__Records from a data collection__:
========================================
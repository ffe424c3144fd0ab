//! Server selection: distance sort, latency sampling, bounded randomization.

use crate::config::SelectionConfig;
use crate::probes::{LatencyProbe, ProbeOutcome};
use crate::server::{by_distance, Server};
use rand::Rng;
use serde::{Deserialize, Serialize};
use std::sync::Arc;
use std::time::Duration;
use thiserror::Error;
use tracing::{debug, info, warn};

#[derive(Debug, Error, PartialEq, Eq)]
pub enum SelectError {
    #[error("no candidate servers available")]
    NoServersAvailable,
}

/// What an unreachable probe sample does to a candidate's score.
#[derive(Debug, Clone, Copy, PartialEq, Eq, Default, Serialize, Deserialize)]
#[serde(rename_all = "snake_case")]
pub enum UnreachablePolicy {
    /// Any unreachable sample removes the candidate from contention.
    #[default]
    Disqualify,
    /// An unreachable sample adds nothing to the score. Biased towards dead
    /// servers; kept for parity with older clients.
    CountAsZero,
}

/// Sort servers by ascending distance, keeping input order on ties.
pub fn sort_by_distance(servers: &mut [Server]) {
    servers.sort_by(by_distance);
}

/// Picks one target server out of a directory listing.
pub struct ServerSelector {
    prober: Arc<dyn LatencyProbe>,
    candidates: usize,
    probes: u32,
    policy: UnreachablePolicy,
}

impl ServerSelector {
    pub fn new(prober: Arc<dyn LatencyProbe>, config: &SelectionConfig) -> Self {
        Self {
            prober,
            candidates: config.candidates.max(1),
            probes: config.probes.max(1),
            policy: config.unreachable,
        }
    }

    /// Select a server. With `randomize_window > 0` one of the closest
    /// `randomize_window` servers is drawn at random and left unprobed;
    /// otherwise the closest candidates are probed and the lowest total
    /// latency wins.
    pub async fn select(
        &self,
        servers: Vec<Server>,
        randomize_window: usize,
    ) -> Result<Server, SelectError> {
        let servers = prepare(servers)?;
        if randomize_window > 0 {
            return Ok(pick_random(servers, randomize_window, &mut rand::thread_rng()));
        }
        Ok(self.pick_by_latency(servers).await)
    }

    /// Same as [`select`](Self::select) with a caller-supplied RNG.
    pub async fn select_with_rng<R: Rng + Send>(
        &self,
        servers: Vec<Server>,
        randomize_window: usize,
        rng: &mut R,
    ) -> Result<Server, SelectError> {
        let servers = prepare(servers)?;
        if randomize_window > 0 {
            return Ok(pick_random(servers, randomize_window, rng));
        }
        Ok(self.pick_by_latency(servers).await)
    }

    async fn pick_by_latency(&self, mut servers: Vec<Server>) -> Server {
        let take = self.candidates.min(servers.len());
        let mut best: Option<(usize, Duration)> = None;

        for (idx, server) in servers.iter().take(take).enumerate() {
            let Some(score) = self.score(server).await else {
                continue;
            };
            debug!(server = %server.id, idx, score_ms = score.as_secs_f64() * 1000.0, "candidate scored");

            match best {
                Some((_, lowest)) if score >= lowest => {}
                _ => best = Some((idx, score)),
            }
        }

        match best {
            Some((idx, score)) => {
                let mut winner = servers.swap_remove(idx);
                let avg_ms = score.as_secs_f64() * 1000.0 / f64::from(self.probes);
                winner.record_latency(avg_ms);
                info!(
                    server = %winner.id,
                    name = %winner.name,
                    distance_km = winner.distance_km(),
                    latency_ms = avg_ms,
                    "selected best server"
                );
                winner
            }
            None => {
                warn!(
                    candidates = take,
                    "every candidate failed its latency probe, falling back to the closest server"
                );
                servers.swap_remove(0)
            }
        }
    }

    /// Sum of `probes` round trips, or `None` when disqualified.
    async fn score(&self, server: &Server) -> Option<Duration> {
        let mut total = Duration::ZERO;
        for _ in 0..self.probes {
            match self.prober.probe(server).await {
                ProbeOutcome::Reachable(rtt) => total += rtt,
                ProbeOutcome::Unreachable { reason } => {
                    warn!(server = %server.id, %reason, "latency probe unreachable");
                    if self.policy == UnreachablePolicy::Disqualify {
                        return None;
                    }
                }
            }
        }
        Some(total)
    }
}

fn prepare(mut servers: Vec<Server>) -> Result<Vec<Server>, SelectError> {
    if servers.is_empty() {
        return Err(SelectError::NoServersAvailable);
    }
    sort_by_distance(&mut servers);
    Ok(servers)
}

fn pick_random<R: Rng + ?Sized>(mut servers: Vec<Server>, window: usize, rng: &mut R) -> Server {
    let window = window.min(servers.len());
    let idx = rng.gen_range(0..window);
    info!(window, idx, "randomized server selection");
    servers.swap_remove(idx)
}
========================================
__Task prompt__: Word for word, restate all of the data shown above.

__Result below__:
repository ffe424c3144fd0ab
//! Server selection: distance sort, latency sampling, bounded randomization.

use crate::config::SelectionConfig;
use crate::probes::{LatencyProbe, ProbeOutcome};
use crate::server::{by_distance, Server};
use rand::Rng;
use serde::{Deserialize, Serialize};
use std::sync::Arc;
use std::time::Duration;
use thiserror::Error;
use tracing::{debug, info, warn};

#[derive(Debug, Error, PartialEq, Eq)]
pub enum SelectError {
    #[error("no candidate servers available")]
    NoServersAvailable,
}

/// What an unreachable probe sample does to a candidate's score.
#[derive(Debug, Clone, Copy, PartialEq, Eq, Default, Serialize, Deserialize)]
#[serde(rename_all = "snake_case")]
pub enum UnreachablePolicy {
    /// Any unreachable sample removes the candidate from contention.
    #[default]
    Disqualify,
    /// An unreachable sample adds nothing to the score. Biased towards dead
    /// servers; kept for parity with older clients.
    CountAsZero,
}

/// Sort servers by ascending distance, keeping input order on ties.
pub fn sort_by_distance(servers: &mut [Server]) {
    servers.sort_by(by_distance);
}

/// Picks one target server out of a directory listing.
pub struct ServerSelector {
    prober: Arc<dyn LatencyProbe>,
    candidates: usize,
    probes: u32,
    policy: UnreachablePolicy,
}

impl ServerSelector {
    pub fn new(prober: Arc<dyn LatencyProbe>, config: &SelectionConfig) -> Self {
        Self {
            prober,
            candidates: config.candidates.max(1),
            probes: config.probes.max(1),
            policy: config.unreachable,
        }
    }

    /// Select a server. With `randomize_window > 0` one of the closest
    /// `randomize_window` servers is drawn at random and left unprobed;
    /// otherwise the closest candidates are probed and the lowest total
    /// latency wins.
    pub async fn select(
        &self,
        servers: Vec<Server>,
        randomize_window: usize,
    ) -> Result<Server, SelectError> {
        let servers = prepare(servers)?;
        if randomize_window > 0 {
            return Ok(pick_random(servers, randomize_window, &mut rand::thread_rng()));
        }
        Ok(self.pick_by_latency(servers).await)
    }

    /// Same as [`select`](Self::select) with a caller-supplied RNG.
    pub async fn select_with_rng<R: Rng + Send>(
        &self,
        servers: Vec<Server>,
        randomize_window: usize,
        rng: &mut R,
    ) -> Result<Server, SelectError> {
        let servers = prepare(servers)?;
        if randomize_window > 0 {
            return Ok(pick_random(servers, randomize_window, rng));
        }
        Ok(self.pick_by_latency(servers).await)
    }

    async fn pick_by_latency(&self, mut servers: Vec<Server>) -> Server {
        let take = self.candidates.min(servers.len());
        let mut best: Option<(usize, Duration)> = None;

        for (idx, server) in servers.iter().take(take).enumerate() {
            let Some(score) = self.score(server).await else {
                continue;
            };
            debug!(server = %server.id, idx, score_ms = score.as_secs_f64() * 1000.0, "candidate scored");

            match best {
                Some((_, lowest)) if score >= lowest => {}
                _ => best = Some((idx, score)),
            }
        }

        match best {
            Some((idx, score)) => {
                let mut winner = servers.swap_remove(idx);
                let avg_ms = score.as_secs_f64() * 1000.0 / f64::from(self.probes);
                winner.record_latency(avg_ms);
                info!(
                    server = %winner.id,
                    name = %winner.name,
                    distance_km = winner.distance_km(),
                    latency_ms = avg_ms,
                    "selected best server"
                );
                winner
            }
            None => {
                warn!(
                    candidates = take,
                    "every candidate failed its latency probe, falling back to the closest server"
                );
                servers.swap_remove(0)
            }
        }
    }

    /// Sum of `probes` round trips, or `None` when disqualified.
    async fn score(&self, server: &Server) -> Option<Duration> {
        let mut total = Duration::ZERO;
        for _ in 0..self.probes {
            match self.prober.probe(server).await {
                ProbeOutcome::Reachable(rtt) => total += rtt,
                ProbeOutcome::Unreachable { reason } => {
                    warn!(server = %server.id, %reason, "latency probe unreachable");
                    if self.policy == UnreachablePolicy::Disqualify {
                        return None;
                    }
                }
            }
        }
        Some(total)
    }
}

fn prepare(mut servers: Vec<Server>) -> Result<Vec<Server>, SelectError> {
    if servers.is_empty() {
        return Err(SelectError::NoServersAvailable);
    }
    sort_by_distance(&mut servers);
    Ok(servers)
}

fn pick_random<R: Rng + ?Sized>(mut servers: Vec<Server>, window: usize, rng: &mut R) -> Server {
    let window = window.min(servers.len());
    let idx = rng.gen_range(0..window);
    info!(window, idx, "randomized server selection");
    servers.swap_remove(idx)
}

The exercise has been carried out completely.